Tuesday, August 3, 2010

When the sun rises

Visiting my parents earlier today I heard of a terrible incident of violence quite close to where they live. All morning and afternoon the area was abuzz with the news of an employee, his co-workers, and the many families who will go to bed tonight in a different world from the one they woke up in this morning.

There’s a tactic with which my singing friends may be familiar, of trying to choose an opening aria in an audition that will result in the panel choosing the second aria that you want them to pick. It’s a hopeless tactic, and it rarely works, but we are all tempted to try to crawl into people’s heads and manipulate them into choosing what we want.

What do starter arias have to do with workplace violence? Not a lot, thankfully. But I thought of that today when pondering that people are not predictable. I become more convinced every day that we are all universes unto ourselves, full of good and evil, impulses and control, and often as likely to break out in unexpected heroism as unexpected malice. At first that’s scary: if people are their own universes, then we cannot predict what they will do or manipulate them into doing what we want. People are not predictable. The more I’ve lived with that scary truth, the more liberating it has become. If we cannot predict what people will do, then we can stop trying to do so.

Even if I’ve lost most of my capacity to be shocked, I haven’t lost my capacity to be moved, and I was deeply moved today – my eyes overflowing with tears today almost before my brain had processed what I was hearing on the news, and long before I realized how closely this would touch my hometown. We have lots of words to describe this sort of feeling-along-with – compassion, empathy, sympathy, etc – and clinicians and linguists parse them all a million ways to be specific to certain reactions. For me though, those terms don’t begin to describe what is truly prayer for me, this spontaneous heart-opening (and often heart-breaking) that I feel in times of sorrow.
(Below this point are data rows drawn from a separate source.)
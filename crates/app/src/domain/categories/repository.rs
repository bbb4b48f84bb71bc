//! Categories Repository

use jiff_sqlx::Timestamp as SqlxTimestamp;
use sqlx::{FromRow, Postgres, Row, Transaction, postgres::PgRow, query, query_as};

use crate::domain::categories::{
    data::NewCategory,
    records::{Category, CategoryUuid},
};

const LIST_CATEGORIES_SQL: &str = include_str!("sql/list_categories.sql");
const CREATE_CATEGORY_SQL: &str = include_str!("sql/create_category.sql");
const DELETE_CATEGORY_SQL: &str = include_str!("sql/delete_category.sql");

#[derive(Debug, Clone, Default)]
pub(crate) struct PgCategoriesRepository;

impl PgCategoriesRepository {
    #[must_use]
    pub(crate) fn new() -> Self {
        Self
    }

    pub(crate) async fn list_categories(
        &self,
        tx: &mut Transaction<'_, Postgres>,
    ) -> Result<Vec<Category>, sqlx::Error> {
        query_as::<Postgres, Category>(LIST_CATEGORIES_SQL)
            .fetch_all(&mut **tx)
            .await
    }

    pub(crate) async fn create_category(
        &self,
        tx: &mut Transaction<'_, Postgres>,
        category: &NewCategory,
    ) -> Result<Category, sqlx::Error> {
        query_as::<Postgres, Category>(CREATE_CATEGORY_SQL)
            .bind(category.uuid.into_uuid())
            .bind(&category.name)
            .fetch_one(&mut **tx)
            .await
    }

    pub(crate) async fn delete_category(
        &self,
        tx: &mut Transaction<'_, Postgres>,
        category: CategoryUuid,
    ) -> Result<u64, sqlx::Error> {
        let rows_affected = query(DELETE_CATEGORY_SQL)
            .bind(category.into_uuid())
            .execute(&mut **tx)
            .await?
            .rows_affected();

        Ok(rows_affected)
    }
}

impl<'r> FromRow<'r, PgRow> for Category {
    fn from_row(row: &'r PgRow) -> sqlx::Result<Self> {
        Ok(Self {
            uuid: CategoryUuid::from_uuid(row.try_get("uuid")?),
            name: row.try_get("name")?,
            created_at: row.try_get::<SqlxTimestamp, _>("created_at")?.to_jiff(),
        })
    }
}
Along with this heart-breaking often comes a longing for something else, for a world in which tragedy does not occur, and a readiness to be swept up in God’s presence before we make any more of a mess than we have. There must be a goodness we were made for: we weren’t made for what happened today. If we were made for this, I wouldn’t have felt like I got kicked in the stomach all morning. If we were made for this, the news wouldn’t be exploding with attempts to explain and describe this morning’s perpetrator. If we were made for this, people wouldn’t be shocked or angry or mystified. If we were made for violence and tragedy, everyone would accept this as if it were perfectly natural, an expected closing-of-the-door on the future. If we were made for this, the sun wouldn’t rise tomorrow.
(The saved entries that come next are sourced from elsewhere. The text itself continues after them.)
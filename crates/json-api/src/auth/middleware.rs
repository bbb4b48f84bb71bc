//! Auth middleware.
//!
//! Gates the admin surface behind a single shared bearer token configured at
//! startup. Comparison happens here; handlers behind the hoop never see the
//! token.

use std::sync::Arc;

use salvo::{http::header::AUTHORIZATION, prelude::*};

use crate::state::State;

#[salvo::handler]
pub(crate) async fn handler(
    req: &mut Request,
    depot: &mut Depot,
    res: &mut Response,
    ctrl: &mut FlowCtrl,
) {
    let Some(token) = extract_bearer_token(req) else {
        res.render(StatusError::unauthorized().brief("Missing or invalid Authorization header"));

        return;
    };

    let state = match depot.obtain::<Arc<State>>() {
        Ok(state) => state,
        Err(_error) => {
            res.render(StatusError::internal_server_error());

            return;
        }
    };

    if token != state.admin_token {
        res.render(StatusError::unauthorized().brief("Invalid admin token"));

        return;
    }

    ctrl.call_next(req, depot, res).await;
}

fn extract_bearer_token(req: &Request) -> Option<&str> {
    let value = req.headers().get(AUTHORIZATION)?.to_str().ok()?;
    let mut parts = value.splitn(2, ' ');

    let scheme = parts.next()?;
    let token = parts.next()?.trim();

    if !scheme.eq_ignore_ascii_case("bearer") || token.is_empty() {
        return None;
    }

    Some(token)
}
The sun will rise tomorrow, and when the sun rises people will comfort each other, and grieve, and love stronger than ever. People will try to put back together what has been broken and comprehend the incomprehensible. What greater signs of hope than that we naturally move to comfort one another, to heal and to repair? When the sun rises tomorrow we will be brave enough to seek out the universe of others, to find the places our orbits cross and our stars align, with that foolish, blessed hope that in light of each others’ galaxies we can better know ourselves and each other.